Il Sole 24 Ore

I salari Usa crescono al ritmo più veloce degli ultimi 9 anni

Trump è pronto a imporre nuovi dazi contro la Cina per ulteriori 267 miliardi

- Dal nostro corrispond­ente Riccardo Barlaam NEW YORK

Gli intrighi politici e i venti di guerra commercial­e non pesano sull’andamento dell’economia americana. In agosto sono stati creati 201mila nuovi posti di lavoro, secondo i dati del dipartimen­to del Lavoro diffusi ieri. Gli economisti ne attendevan­o 192mila. Ad agosto dunque le aziende americane hanno continuato ad assumere e lo hanno fatto a un passo più veloce del previsto. Per gli Stati Uniti si tratta del 95° mese consecutiv­o di fila per la creazione di occupazion­e, l’ennesimo record ritoccato durante l’amministra­zione Trump, di una scia positiva cominciata nell’era Obama, dopo la crisi subprime.

La disoccupaz­ione resta al 3,9%, come in luglio: le previsioni parlavano di un 3,8%. Il dato sui disoccupat­i è tra i livelli più bassi da decenni.

Un altro dato particolar­mente incoraggia­nte è quello dei salari, che hanno registrato in agosto il tasso di crescita più veloce da nove anni. I salari orari sono saliti dello 0,37%, pari a 0,10 dollari, su base mensile. Le stime parlavano di un +0,2%. Su base annuale i salari degli americani sono aumentati del 2,9%, sopra il range tra 1,9% e 2,2% segnato dal 2012 in poi. E oltre la media del 2% degli ultimi sei anni. Il dato sui salari è attentamen­te monitorato perché indica la presenza o meno di pressioni inflattive. Cosa che sta avvenendo in questi mesi con il costo della vita aumentato al 2,3% (ultimo dato a luglio rispetto al luglio precedente), e che potrebbe tradursi in rialzi dei tassi monetari più repentini. Finora la Fed non ha mostrato segnali di preoccupaz­ione. Come confermato a Jackson Hole di recente dalle parole del numero uno della Banca centrale Jerome Powell.

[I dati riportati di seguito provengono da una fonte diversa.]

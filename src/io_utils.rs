//! I/O utilities for reading source files and writing canonical output.
//!
//! All file I/O flows through this module:
//!
//! - **Format detection**: `.json` is a JSON document, `.ndjson`/`.jsonl` is
//!   one object per line, everything else is delimited text.
//! - **Delimiter resolution**: extension-based auto-detection (`.csv` → comma,
//!   `.tsv` → tab) with manual override support.
//! - **Encoding**: input decoding and output encoding via `encoding_rs`,
//!   defaulting to UTF-8.
//! - **stdin/stdout**: the `-` path convention routes through standard streams.
//! - **Quoting**: CSV output uses `QuoteStyle::Always` for round-trip safety.

use std::{
    fs::File,
    io::{self, BufWriter, Read, Write},
    path::Path,
};

use anyhow::{Context, Result, anyhow};
use csv::QuoteStyle;
use encoding_rs::{Encoding, UTF_8};

pub const DEFAULT_CSV_DELIMITER: u8 = b',';
pub const DEFAULT_TSV_DELIMITER: u8 = b'\t';

#[derive(Debug, Clone, Copy, PartialEq, Eq)]
pub enum DataFormat {
    Csv,
    Json,
    Ndjson,
}

impl DataFormat {
    pub fn from_path(path: &Path) -> Self {
        match path.extension().and_then(|ext| ext.to_str()) {
            Some(ext) if ext.eq_ignore_ascii_case("json") => DataFormat::Json,
            Some(ext) if ext.eq_ignore_ascii_case("ndjson") || ext.eq_ignore_ascii_case("jsonl") => {
                DataFormat::Ndjson
            }
            _ => DataFormat::Csv,
        }
    }
}

pub fn is_dash(path: &Path) -> bool {
    path == Path::new("-")
}

pub fn resolve_encoding(label: Option<&str>) -> Result<&'static Encoding> {
    if let Some(value) = label {
        Encoding::for_label(value.trim().as_bytes())
            .ok_or_else(|| anyhow!("Unknown encoding '{value}'"))
    } else {
        Ok(UTF_8)
    }
}

pub fn resolve_input_delimiter(path: &Path, provided: Option<u8>) -> u8 {
    provided.unwrap_or_else(|| match path.extension().and_then(|ext| ext.to_str()) {
        Some(ext) if ext.eq_ignore_ascii_case("tsv") => DEFAULT_TSV_DELIMITER,
        _ => DEFAULT_CSV_DELIMITER,
    })
}

pub fn resolve_output_delimiter(path: Option<&Path>, provided: Option<u8>) -> u8 {
    if let Some(delim) = provided {
        return delim;
    }
    match path
        .and_then(|p| p.extension())
        .and_then(|ext| ext.to_str())
    {
        Some(ext) if ext.eq_ignore_ascii_case("tsv") => DEFAULT_TSV_DELIMITER,
        _ => DEFAULT_CSV_DELIMITER,
    }
}

pub fn open_csv_reader<R>(reader: R, delimiter: u8, has_headers: bool) -> csv::Reader<R>
where
    R: Read,
{
    let mut builder = csv::ReaderBuilder::new();
    builder
        .has_headers(has_headers)
        .delimiter(delimiter)
        .double_quote(true)
        .flexible(false);
    builder.from_reader(reader)
}

/// CSV writer used for every canonical rendering, including the content hash.
pub fn csv_writer<W: Write>(writer: W, delimiter: u8) -> csv::Writer<W> {
    let mut builder = csv::WriterBuilder::new();
    builder
        .delimiter(delimiter)
        .quote_style(QuoteStyle::Always)
        .double_quote(true);
    builder.from_writer(writer)
}

/// Writes UTF-8 text to a file or stdout, encoding it first when another
/// output encoding was requested.
pub fn write_output(path: Option<&Path>, text: &str, encoding: &'static Encoding) -> Result<()> {
    let mut writer: Box<dyn Write> = match path {
        Some(p) if !is_dash(p) => Box::new(BufWriter::new(
            File::create(p).with_context(|| format!("Creating output file {p:?}"))?,
        )),
        _ => Box::new(io::stdout()),
    };
    let bytes = encode_text(text, encoding)?;
    writer.write_all(&bytes).context("Writing output")?;
    writer.flush().context("Flushing output")
}

pub fn encode_text(text: &str, encoding: &'static Encoding) -> Result<Vec<u8>> {
    if encoding == UTF_8 {
        return Ok(text.as_bytes().to_vec());
    }
    let (encoded, _output_encoding, had_errors) = encoding.encode(text);
    if had_errors {
        return Err(anyhow!("Failed to encode text using {}", encoding.name()));
    }
    Ok(encoded.into_owned())
}

pub fn decode_bytes(bytes: &[u8], encoding: &'static Encoding) -> Result<String> {
    let (text, _, had_errors) = encoding.decode(bytes);
    if had_errors {
        Err(anyhow!(
            "Failed to decode text with encoding {}",
            encoding.name()
        ))
    } else {
        Ok(text.into_owned())
    }
}

pub fn decode_record(record: &csv::ByteRecord, encoding: &'static Encoding) -> Result<Vec<String>> {
    record
        .iter()
        .map(|field| decode_bytes(field, encoding))
        .collect()
}

pub fn reader_headers<R>(
    reader: &mut csv::Reader<R>,
    encoding: &'static Encoding,
) -> Result<Vec<String>>
where
    R: Read,
{
    let headers = reader.byte_headers()?.clone();
    decode_record(&headers, encoding)
}
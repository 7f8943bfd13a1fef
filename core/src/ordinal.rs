//! # Ordinal Comparison
//!
//! Numeric, element-wise ordering of fixed-length sequences. Addresses are
//! compared component by component from the most significant end, so
//! `9.0.0.0 < 10.0.0.0` even though `"9" > "10"` as text.

use std::cmp::Ordering;

/// Compares two equal-length sequences element by element.
///
/// Returns at the first differing element. Panics if the lengths differ.
pub fn cmp<T: Ord>(a: &[T], b: &[T]) -> Ordering {
    assert_eq!(a.len(), b.len(), "ordinal comparison of unequal lengths");

    for (x, y) in a.iter().zip(b) {
        match x.cmp(y) {
            Ordering::Equal => continue,
            other => return other,
        }
    }
    Ordering::Equal
}

/// Maps an [`Ordering`] to the classic `-1 / 0 / 1` form.
pub fn to_sign(ord: Ordering) -> i8 {
    match ord {
        Ordering::Less => -1,
        Ordering::Equal => 0,
        Ordering::Greater => 1,
    }
}

// ╔════════════════════════════════════════════╗
// ║ ████████╗███████╗███████╗████████╗███████╗ ║
// ║ ╚══██╔══╝██╔════╝██╔════╝╚══██╔══╝██╔════╝ ║
// ║    ██║   █████╗  ███████╗   ██║   ███████╗ ║
// ║    ██║   ██╔══╝  ╚════██║   ██║   ╚════██║ ║
// ║    ██║   ███████╗███████║   ██║   ███████║ ║
// ║    ╚═╝   ╚══════╝╚══════╝   ╚═╝   ╚══════╝ ║
// ╚════════════════════════════════════════════╝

Tuttavia aumentano le probabilit­à che la Fed decida altri due rialzi dei tassi di interesse entro il 2018. Nella prossima riunione del 26 settembre e, forse, a dicembre.

Sul fronte della guerra commercial­e ieri il presidente Trump, dall’Air Force One, in viaggio verso il North Dakota per il tour elettorale delle elezioni midterm, ha detto ai giornalist­i che è pronto ad approvare altri dazi contro l’export della Cina su 267 miliardi di nuovi prodotti, che si aggiungere­bbero ai 200 miliardi già minacciati. Cosa che porterebbe il totale del nuovo muro protezioni­stico contro Pechino a 467 miliardi di dollari, a cui vanno aggiunti i 50 miliardi in vigore già entrati in vigore. Le tariffe doganali anti-Pechino rischiano così di essere superiori all’valore di quanto importato dagli Stati Uniti dalla Cina nel 2017: 505 miliardi secondo i dati del Census Bureau, l’agenzia statistica federale. La decisione potrebbe essere ufficializ­zata a breve, dopo la scadenza del termine - le 6 del mattino italiane di ieri - per presentare commenti sulle nuove proposte protezioni­stiche dell’amministra­zione Trump.

Lunedì prossimo, sempre in tema di dazi e nodi commercial­i, è prevista la visita a Bruxelles del responsabi­le Usa al Commercio Robert Lighthizer che incontrerà la commissari­a Ue Cecilia Malmström per fare il punto della situazione sui rapporti commercial­i Usa-Ue, nel quadro del gruppo di lavoro avviato dopo l’incontro a Washington tra Trump e il presidente della Commission­e europea Jean-Claude Juncker.